Water board staff identified 12 other days that winter during which 30-minute rainfall intensity reached a threshold sufficient to cause runoff.

Bareilles said most of it occurred that single October day, however, when the region was stunned by record one-day rainfall. He said where dirt got into the creek, it was his licensed timber operator who had been responsible for adequate erosion control.

He also said it was his forester’s responsibility — not his own — to file stabilization and restoration plans with the North Coast Regional Water Quality Control Board in response to formal Clean-up and Abatement Orders reports issued after repeated violations were observed during inspections of the logging site.

“The reports were late. That’s a fact I can’t change. But I and Linda,” Bareilles said, referring to his wife, “we can’t write the reports.”

A detailed, 56-page accounting of the proposed penalty put together by the water quality control board’s prosecution team clearly found the reporting failures critical, however.

Water board personnel also have said they consider the landowner responsible for environmental compliance and requirements for protection of waterways as stipulated by California Forest Practice Rules and other applicable regulations.

Each day one of the two documents required of Bareilles was late allows for a $1,000 per day penalty under water board rules. And it’s not just about paperwork, the complaint says, but about the delay in taking action to prevent further damage to the watershed.

The total for Bareilles is $196,000, in part for the 38 days by which he missed the Jan. 25, 2022, deadline to submit an Interim Cleanup and Stabilization Plan that would have helped ensure no further damage occurred during wet winter weather. It finally was filed March 4, one day after a related notice of violation was issued and too late to be applied during wet winter weather, the civil liability complaint says.

Bareilles also was dinged $1,000 a day for the 158 days during which he failed to act on a Long-Term Restoration and Monitoring Plan needed in response to a cease-and-desist order issued last summer.

Bareilles Complaint

The remaining penalties are related to specific water code violations for which each day of violation warrants a maximum liability of $5,000.

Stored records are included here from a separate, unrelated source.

//! Live execution backend
//!
//! Runs a handler with the full API surface: core operations mutate the
//! context immediately and host operations go to the embedder's bridge.
//! A handler that never suspends completes inside [`execute`]; one that
//! awaits a pending host future comes back as [`Completion::Pending`] and
//! finishes when the caller drives it.

use futures::future::{FutureExt, LocalBoxFuture};
use futures::task::noop_waker_ref;
use std::future::Future;
use std::rc::Rc;
use std::task::{Context as TaskContext, Poll};
use tessera_script::{Environment, ExecutionLimits, Interpreter, ScriptError, Value};
use tessera_types::{ComponentId, HandlerScope};

use crate::api::{self, ApiOperation, Dispatch, Origin, Provider};
use crate::context::Context;
use crate::errors::{HandlerError, Result};
use crate::host::HostCall;
use crate::resolver::ScopeResolver;

/// Dispatch that performs every operation for real
#[derive(Debug, Default, Clone, Copy)]
pub struct LiveDispatch;

impl Dispatch for LiveDispatch {
    fn dispatch(
        &self,
        ctx: &Context,
        origin: &Origin,
        operation: &'static ApiOperation,
        args: Vec<Value>,
    ) -> tessera_script::Result<Value> {
        match operation.provider {
            Provider::Core => api::invoke_core(ctx, origin, operation, args),
            Provider::Host => ctx
                .host()
                .call(HostCall {
                    operation,
                    args,
                    component_id: origin.component.clone(),
                    context_id: ctx.id().cloned(),
                })
                .map_err(|message| ScriptError::host(operation.name, message)),
        }
    }
}

/// Result of starting a live handler
pub enum Completion {
    Ready(Value),
    /// The handler suspended on a pending future
    Pending(LocalBoxFuture<'static, Value>),
}

impl Completion {
    pub fn ready(&self) -> Option<&Value> {
        match self {
            Completion::Ready(value) => Some(value),
            Completion::Pending(_) => None,
        }
    }

    pub fn is_pending(&self) -> bool {
        matches!(self, Completion::Pending(_))
    }

    /// Drive the handler to completion
    pub async fn resolve(self) -> Value {
        match self {
            Completion::Ready(value) => value,
            Completion::Pending(future) => future.await,
        }
    }
}

impl std::fmt::Debug for Completion {
    fn fmt(&self, f: &mut std::fmt::Formatter<'_>) -> std::fmt::Result {
        match self {
            Completion::Ready(value) => f.debug_tuple("Ready").field(value).finish(),
            Completion::Pending(_) => f.write_str("Pending"),
        }
    }
}

/// One handler invocation
#[derive(Debug, Clone)]
pub struct HandlerRequest {
    pub component: Option<ComponentId>,
    pub code: String,
    pub scope: HandlerScope,
    pub event: Value,
    pub item: Value,
}

impl HandlerRequest {
    pub fn new(code: impl Into<String>) -> Self {
        Self {
            component: None,
            code: code.into(),
            scope: HandlerScope::Event,
            event: Value::Undefined,
            item: Value::Undefined,
        }
    }

    pub fn component(mut self, id: impl Into<ComponentId>) -> Self {
        self.component = Some(id.into());
        self
    }

    pub fn scope(mut self, scope: HandlerScope) -> Self {
        self.scope = scope;
        self
    }

    pub fn event(mut self, event: Value) -> Self {
        self.event = event;
        self
    }

    pub fn item(mut self, item: Value) -> Self {
        self.item = item;
        self
    }

    pub(crate) fn resolver(&self, ctx: &Context, dispatch: Rc<dyn Dispatch>) -> ScopeResolver {
        let component = self
            .component
            .clone()
            .map(Value::Component)
            .unwrap_or(Value::Undefined);
        ScopeResolver::new(
            ctx.clone(),
            Origin::new(self.component.clone(), self.scope),
            dispatch,
        )
        .with_param("component", component)
        .with_param("event", self.event.clone())
        .with_param("item", self.item.clone())
    }
}

/// Run event handler `code` for `component`
pub fn execute_handler(
    ctx: &Context,
    component: &ComponentId,
    code: &str,
    event: Value,
    item: Value,
) -> Result<Completion> {
    execute(
        ctx,
        HandlerRequest::new(code)
            .component(component.clone())
            .event(event)
            .item(item),
    )
}

/// Run a handler against the live API surface
///
/// Compilation failures are returned. Failures while running are recorded
/// in the context's error log and the handler yields `undefined`.
pub fn execute(ctx: &Context, request: HandlerRequest) -> Result<Completion> {
    ctx.ensure_live()?;
    let unit = ctx.units().compile(&request.code)?;
    let env: Rc<dyn Environment> = Rc::new(request.resolver(ctx, Rc::new(LiveDispatch)));
    let future = unit.execute(env, ExecutionLimits::default());
    Ok(drive(ctx, future, Failure::from(request)))
}

/// Call a function value a handler handed out, such as a timer callback
pub fn invoke_callback(
    ctx: &Context,
    component: Option<&ComponentId>,
    function: Value,
    args: Vec<Value>,
) -> Result<Completion> {
    ctx.ensure_live()?;
    let mut request = HandlerRequest::new("<callback>");
    request.component = component.cloned();
    let env: Rc<dyn Environment> = Rc::new(request.resolver(ctx, Rc::new(LiveDispatch)));
    let future = async move {
        let mut interpreter = Interpreter::new(env);
        interpreter.invoke(function, args).await
    }
    .boxed_local();
    Ok(drive(ctx, future, Failure::from(request)))
}

/// Where to file a failure
struct Failure {
    component: Option<ComponentId>,
    scope: HandlerScope,
    source: String,
}

impl From<HandlerRequest> for Failure {
    fn from(request: HandlerRequest) -> Self {
        Self {
            component: request.component,
            scope: request.scope,
            source: request.code,
        }
    }
}

impl Failure {
    fn settle(&self, ctx: &Context, result: tessera_script::Result<Value>) -> Value {
        match result {
            Ok(value) => value,
            Err(error) => {
                let error = HandlerError::Execution(error);
                match &self.component {
                    Some(component) => {
                        ctx.record_handler_error(component, self.scope, &self.source, &error)
                    }
                    None => tracing::warn!(error = %error, "Handler failed"),
                }
                Value::Undefined
            }
        }
    }
}

/// Poll once; hand back the rest if the handler suspended
fn drive(
    ctx: &Context,
    mut future: LocalBoxFuture<'static, tessera_script::Result<Value>>,
    failure: Failure,
) -> Completion {
    let mut cx = TaskContext::from_waker(noop_waker_ref());
    let polled = future.as_mut().poll(&mut cx);
    match polled {
        Poll::Ready(result) => {
            let value = failure.settle(ctx, result);
            ctx.bus().flush();
            Completion::Ready(value)
        }
        Poll::Pending => {
            ctx.bus().flush();
            let ctx = ctx.clone();
            Completion::Pending(
                async move {
                    let value = failure.settle(&ctx, future.await);
                    ctx.bus().flush();
                    value
                }
                .boxed_local(),
            )
        }
    }
}

#[cfg(test)]
mod tests {
    use super::*;
    use crate::context::Runtime;
    use crate::host::{HostBridge, RecordingHost};
    use futures::channel::oneshot;
    use futures::executor::block_on;
    use std::cell::RefCell;
    use tessera_script::Promise;
    use tessera_types::{AppDefinition, ComponentElement, PropertyValue};

    fn runtime_with(host: Rc<dyn HostBridge>) -> Runtime {
        let runtime = Runtime::with_host(Default::default(), host).unwrap();
        runtime.load(
            &AppDefinition::new()
                .with_component(ComponentElement::new("btn", "Button1", "app"))
                .with_component(
                    ComponentElement::new("label", "Label1", "app")
                        .with_input("text", PropertyValue::literal("0")),
                ),
        );
        runtime
    }

    #[test]
    fn test_event_handler_mutates_immediately() {
        let runtime = runtime_with(Rc::new(RecordingHost::new()));
        let root = runtime.root();
        let btn = ComponentId::new("btn");
        root.set_variable("count", &Value::from(0.0)).unwrap();

        let completion = execute_handler(
            root,
            &btn,
            "$count = $count + 1; Label1.text = `Clicked ${$count}`; return event.x",
            Value::from_json(&serde_json::json!({"x": 7})),
            Value::Undefined,
        )
        .unwrap();

        assert_eq!(completion.ready(), Some(&Value::from(7.0)));
        assert_eq!(root.get_variable("count", None), Value::from(1.0));
        assert_eq!(
            root.component_value(&ComponentId::new("label"), "text", None),
            Value::from("Clicked 1")
        );
    }

    #[test]
    fn test_cyclic_variable_write_fails_the_handler() {
        let runtime = runtime_with(Rc::new(RecordingHost::new()));
        let root = runtime.root();
        let btn = ComponentId::new("btn");

        let completion = execute_handler(
            root,
            &btn,
            "let a = []; a.push(a); $x = a; return 1",
            Value::Undefined,
            Value::Undefined,
        )
        .unwrap();
        assert_eq!(completion.ready(), Some(&Value::Undefined));
        assert!(root.errors_for(&btn)[0].message.contains("circular structure"));
        assert_eq!(root.get_variable("x", None), Value::Undefined);

        let completion = execute_handler(
            root,
            &btn,
            "let a = []; a.push(a); try { $x = a } catch (e) { return 'cyclic' }",
            Value::Undefined,
            Value::Undefined,
        )
        .unwrap();
        assert_eq!(completion.ready(), Some(&Value::from("cyclic")));
    }

    #[test]
    fn test_variable_reads_are_copies() {
        let runtime = runtime_with(Rc::new(RecordingHost::new()));
        let root = runtime.root();
        let btn = ComponentId::new("btn");
        root.set_variable("items", &Value::from_json(&serde_json::json!([1, 2])))
            .unwrap();

        let completion = execute_handler(
            root,
            &btn,
            "$items.push(3); return $items.length",
            Value::Undefined,
            Value::Undefined,
        )
        .unwrap();
        assert_eq!(completion.ready(), Some(&Value::from(2.0)));

        // Mutations are published by writing the container back.
        let completion = execute_handler(
            root,
            &btn,
            "const items = $items; items.push(3); $items = items; return $items.length",
            Value::Undefined,
            Value::Undefined,
        )
        .unwrap();
        assert_eq!(completion.ready(), Some(&Value::from(3.0)));
    }

    #[test]
    fn test_compile_error_is_surfaced() {
        let runtime = runtime_with(Rc::new(RecordingHost::new()));
        let err = execute_handler(
            runtime.root(),
            &ComponentId::new("btn"),
            "return (",
            Value::Undefined,
            Value::Undefined,
        )
        .unwrap_err();
        assert!(matches!(err, HandlerError::Compilation(_)));
        // Failed compilations are not cached.
        assert_eq!(runtime.units().len(), 0);
    }

    #[test]
    fn test_execution_error_is_recorded() {
        let runtime = runtime_with(Rc::new(RecordingHost::new()));
        let root = runtime.root();
        let btn = ComponentId::new("btn");
        let completion =
            execute_handler(root, &btn, "missing.call()", Value::Undefined, Value::Undefined)
                .unwrap();
        assert_eq!(completion.ready(), Some(&Value::Undefined));
        let errors = root.errors_for(&btn);
        assert_eq!(errors.len(), 1);
        assert!(errors[0].message.contains("missing is not defined"));
        assert_eq!(errors[0].source, "missing.call()");
    }

    #[test]
    fn test_host_operations_are_forwarded() {
        let host = Rc::new(RecordingHost::new());
        let runtime = runtime_with(host.clone());
        execute_handler(
            runtime.root(),
            &ComponentId::new("btn"),
            "showToast('Saved', 'success'); navigate('/done')",
            Value::Undefined,
            Value::Undefined,
        )
        .unwrap();
        let calls = host.calls();
        assert_eq!(calls.len(), 2);
        assert_eq!(calls[0].operation, "showToast");
        assert_eq!(calls[0].component_id, Some(ComponentId::new("btn")));
        assert_eq!(calls[1].args, vec![serde_json::json!("/done")]);
    }

    /// Host whose backend calls stay pending until the test answers them
    #[derive(Default)]
    struct DeferredHost {
        waiting: RefCell<Vec<oneshot::Sender<Value>>>,
    }

    impl HostBridge for DeferredHost {
        fn call(&self, _call: HostCall<'_>) -> std::result::Result<Value, String> {
            let (tx, rx) = oneshot::channel();
            self.waiting.borrow_mut().push(tx);
            Ok(Value::Future(Promise::new(async move {
                rx.await.map_err(|_| "cancelled".to_string())
            })))
        }
    }

    #[test]
    fn test_async_handler_resumes_after_host_future() {
        let host = Rc::new(DeferredHost::default());
        let runtime = runtime_with(host.clone());
        let root = runtime.root();

        let completion = execute_handler(
            root,
            &ComponentId::new("btn"),
            "$status = 'loading'
             const rows = await runBackendFunction('list')
             $status = 'done'
             return rows.length",
            Value::Undefined,
            Value::Undefined,
        )
        .unwrap();

        assert!(completion.is_pending());
        assert_eq!(root.get_variable("status", None), Value::from("loading"));

        let sender = host.waiting.borrow_mut().pop().unwrap();
        sender
            .send(Value::from_json(&serde_json::json!([1, 2, 3])))
            .unwrap();
        assert_eq!(block_on(completion.resolve()), Value::from(3.0));
        assert_eq!(root.get_variable("status", None), Value::from("done"));
    }

    #[test]
    fn test_invoke_callback_uses_live_surface() {
        let runtime = runtime_with(Rc::new(RecordingHost::new()));
        let root = runtime.root();
        let completion = execute(root, HandlerRequest::new("return n => { $ticks = n }")).unwrap();
        let callback = completion.ready().cloned().unwrap();

        invoke_callback(root, None, callback, vec![Value::from(5.0)]).unwrap();
        assert_eq!(root.get_variable("ticks", None), Value::from(5.0));
    }
}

They include a violation from Jan. 24, when a Cal Fire inspector discovered after weeks of heavy rain that the same problem that existed last year in one area of the property had not yet been stabilized, allowing sediment to again enter a stream that leads to Felta Creek.

Weighing in factors like culpability and negligence, degree of toxicity of discharge into a waterway, actual or potential harm to beneficial uses like wildlife habitat and susceptibility to clean-up or abatement, the prosecution team has proposed a total penalty of $250,981.

McEnhill said it’s possible Bareilles does have a contractual dispute with his forester or with the licensed timber operator who worked for him at the beginning of the salvage logging. (Bareilles also is a licensed timber operator and took over partway through.)

But “at the end of the day, that’s his project and his property, and he’s signs everything. And I think he holds the bag,” McEnhill said.